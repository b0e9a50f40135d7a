//! End-to-end depth-of-search run.
//!
//! # Steps
//!
//! 1. Validate the configuration and population; clamp the radius range.
//! 2. Clip each star's `smax` to `amax` and keep stars with
//!    `amin < smin < amax` and `t_int < int_cutoff`.
//! 3. Compute ck for the kept stars and apply the regularisation offset.
//! 4. Select the stars to observe under the time budget.
//! 5. Sum the depth of search of the selected stars over a log-spaced grid.
//! 6. Weight it by the population's occurrence rates.

use std::time::{Duration, Instant};

use log::{debug, info, warn};

use crate::aggregate::dos_sum;
use crate::ck::{apply_offset, find_ck, CkError};
use crate::constants::earth_radii_to_au;
use crate::occurrence::{dos_occ, occurrence_grid, LogUniformPopulation, PlanetDensity};
use crate::selection::{SelectionError, StarSelector};
use crate::types::{log_edges, BinGrid, DosParams, DosResult, GridError, StarRecord, Survey, SurveyError};

// ---------------------------------------------------------------------------
// Error type
// ---------------------------------------------------------------------------

/// Any failure of a depth-of-search run.
#[derive(Debug, thiserror::Error)]
pub enum DosError {
    #[error(transparent)]
    Survey(#[from] SurveyError),

    #[error(transparent)]
    Grid(#[from] GridError),

    #[error(transparent)]
    Ck(#[from] CkError),

    #[error(transparent)]
    Selection(#[from] SelectionError),
}

// ---------------------------------------------------------------------------
// DepthOfSearch
// ---------------------------------------------------------------------------

/// Depth-of-search engine.
#[derive(Clone, Debug, Default)]
pub struct DepthOfSearch {
    params: DosParams,
}

impl DepthOfSearch {
    pub fn new(params: DosParams) -> Self {
        Self { params }
    }

    pub fn params(&self) -> &DosParams {
        &self.params
    }

    /// Run with the survey population's log-uniform density.
    pub fn run(&self, survey: &Survey) -> Result<DosResult, DosError> {
        let population = survey.population.validated()?;
        self.run_with_density(survey, &LogUniformPopulation::from_population(&population))
    }

    /// Run with a custom planet density over `(a [AU], R [R⊕])`.
    pub fn run_with_density(&self, survey: &Survey, density: &dyn PlanetDensity) -> Result<DosResult, DosError> {
        let start = Instant::now();
        self.params.validate()?;
        let pop = survey.population.validated()?;
        let cmin = survey.cmin()?;
        let rexp = earth_radii_to_au(pop.radius);

        info!(
            "Starting depth of search: {} stars, a=[{}, {}] AU, R=[{}, {}] R_earth, Cmin={:.3e}",
            survey.stars.len(),
            pop.amin,
            pop.amax,
            pop.rmin,
            pop.rmax,
            cmin,
        );
        debug!("Expected geometric albedo: {}", pop.albedo);

        // -- configure rayon thread pool -----------------------------------
        if self.params.n_workers > 0 {
            rayon::ThreadPoolBuilder::new()
                .num_threads(self.params.n_workers)
                .build_global()
                .ok(); // ignore if already initialised
        }

        // ------------------------------------------------------------------
        // Step 1: Target filtering
        // ------------------------------------------------------------------
        let (catalog, targets): (Vec<usize>, Vec<StarRecord>) = survey
            .stars
            .iter()
            .enumerate()
            .filter_map(|(i, star)| {
                if !star.is_well_formed() {
                    warn!("Star {} '{}' dropped: unusable catalog values", i, star.name);
                    return None;
                }
                let mut star = star.clone();
                star.smax = star.smax.min(pop.amax);
                let keep = star.smin > pop.amin && star.smin < pop.amax && star.t_int < self.params.int_cutoff;
                keep.then_some((i, star))
            })
            .unzip();
        info!("{} of {} stars pass the target filters", targets.len(), survey.stars.len());

        // ------------------------------------------------------------------
        // Step 2: Observation value
        // ------------------------------------------------------------------
        let smin: Vec<f64> = targets.iter().map(|s| s.smin).collect();
        let smax: Vec<f64> = targets.iter().map(|s| s.smax).collect();
        let mut ck = find_ck(pop.amin, pop.amax, &smin, &smax, cmin, pop.albedo, rexp)?;
        apply_offset(&mut ck);

        // ------------------------------------------------------------------
        // Step 3: Star selection
        // ------------------------------------------------------------------
        let mut selector = StarSelector::new();
        if let Some(secs) = self.params.time_limit_secs {
            let limit = Duration::try_from_secs_f64(secs)
                .map_err(|_| SurveyError::InvalidParameter { name: "time_limit_secs", value: secs })?;
            selector = selector.with_time_limit(limit);
        }
        let t_int: Vec<f64> = targets.iter().map(|s| s.t_int).collect();
        let selection = selector.solve(&t_int, self.params.max_time, &ck)?;

        let observed: Vec<StarRecord> = selection.indices.iter().map(|&i| targets[i].clone()).collect();
        info!("Number of observed targets: {}", observed.len());

        // ------------------------------------------------------------------
        // Step 4: Depth of search
        // ------------------------------------------------------------------
        let grid = BinGrid::logspace(
            pop.amin,
            pop.amax,
            self.params.abins,
            earth_radii_to_au(pop.rmin),
            earth_radii_to_au(pop.rmax),
            self.params.rbins,
        )?;
        let dos = dos_sum(grid.aedges(), grid.redges(), pop.albedo, &observed);

        // ------------------------------------------------------------------
        // Step 5: Occurrence rates
        // ------------------------------------------------------------------
        let aedges = grid.aedges().to_owned();
        let redges = log_edges(pop.rmin, pop.rmax, self.params.rbins);
        let occ_rates = occurrence_grid(aedges.view(), redges.view(), density, pop.eta);
        let dos_occ = dos_occ(&dos, &occ_rates);

        let elapsed = start.elapsed().as_millis() as u64;
        info!(
            "Depth of search complete in {} ms: {} stars observed, expected yield {:.4}",
            elapsed,
            observed.len(),
            dos_occ.sum(),
        );

        Ok(DosResult {
            num_obs: observed.len(),
            selected: selection.indices.iter().map(|&i| catalog[i]).collect(),
            names: observed.iter().map(|s| s.name.clone()).collect(),
            ck: selection.indices.iter().map(|&i| ck[i]).collect(),
            objective: selection.objective,
            total_time: selection.total_time,
            aedges,
            redges,
            dos,
            occ_rates,
            dos_occ,
            processing_time_ms: elapsed,
        })
    }
}

#[cfg(test)]
mod tests {
    use super::*;
    use crate::contrast::ContrastCurve;
    use crate::types::Population;

    fn survey(stars: Vec<StarRecord>) -> Survey {
        Survey {
            population: Population {
                amin: 0.1,
                amax: 30.0,
                rmin: 1.0,
                rmax: 20.0,
                albedo: 0.367,
                radius: 4.0,
                eta: 1.0,
            },
            cmin: Some(1e-10),
            reference_contrast: None,
            stars,
        }
    }

    fn star(name: &str, dist: f64, t_int: f64) -> StarRecord {
        let curve = ContrastCurve::flat(0.05, 1.0, 1e-10).unwrap();
        StarRecord::from_working_angles(name, dist, 0.05, 1.0, t_int, curve)
    }

    fn small_params() -> DosParams {
        DosParams {
            abins: 20,
            rbins: 6,
            ..DosParams::default()
        }
    }

    #[test]
    fn filters_before_selecting() {
        let stars = vec![
            star("too close", 1.0, 1.0), // smin = 0.05 AU < amin
            star("ok", 10.0, 1.0),
            star("too slow", 10.0, 45.0), // t_int above cutoff
            star("too far", 700.0, 1.0),  // smin = 35 AU > amax
            star("no distance", f64::NAN, 1.0),
        ];
        let result = DepthOfSearch::new(small_params()).run(&survey(stars)).unwrap();
        assert_eq!(result.selected, vec![1]);
        assert_eq!(result.names, vec!["ok".to_string()]);
        assert_eq!(result.num_obs, 1);
    }

    #[test]
    fn empty_survey_gives_zero_grids() {
        let result = DepthOfSearch::new(small_params()).run(&survey(vec![])).unwrap();
        assert_eq!(result.num_obs, 0);
        assert_eq!(result.dos.dim(), (6, 20));
        assert!(result.dos.iter().all(|&v| v == 0.0));
        assert!(result.dos_occ.iter().all(|&v| v == 0.0));
        assert_eq!(result.redges[0], 1.0);
        assert_eq!(result.redges[6], 20.0);
    }

    #[test]
    fn invalid_population_is_reported() {
        let mut s = survey(vec![]);
        s.population.rmin = 50.0;
        let err = DepthOfSearch::default().run(&s).unwrap_err();
        assert!(matches!(err, DosError::Survey(SurveyError::RadiusAboveRange(_))));
    }

    #[test]
    fn time_budget_limits_selection() {
        let stars = (0..6).map(|i| star(&format!("s{i}"), 5.0 + 3.0 * i as f64, 10.0)).collect();
        let params = DosParams { max_time: 25.0, ..small_params() };
        let result = DepthOfSearch::new(params).run(&survey(stars)).unwrap();
        assert_eq!(result.num_obs, 2);
        assert!(result.total_time <= 25.0);
    }
}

┄┄┄┄┄┄

PROMPT:
Tally the lines above that include the word "info"; answer with the total only.

RESULT OF THE EXERCISE:
5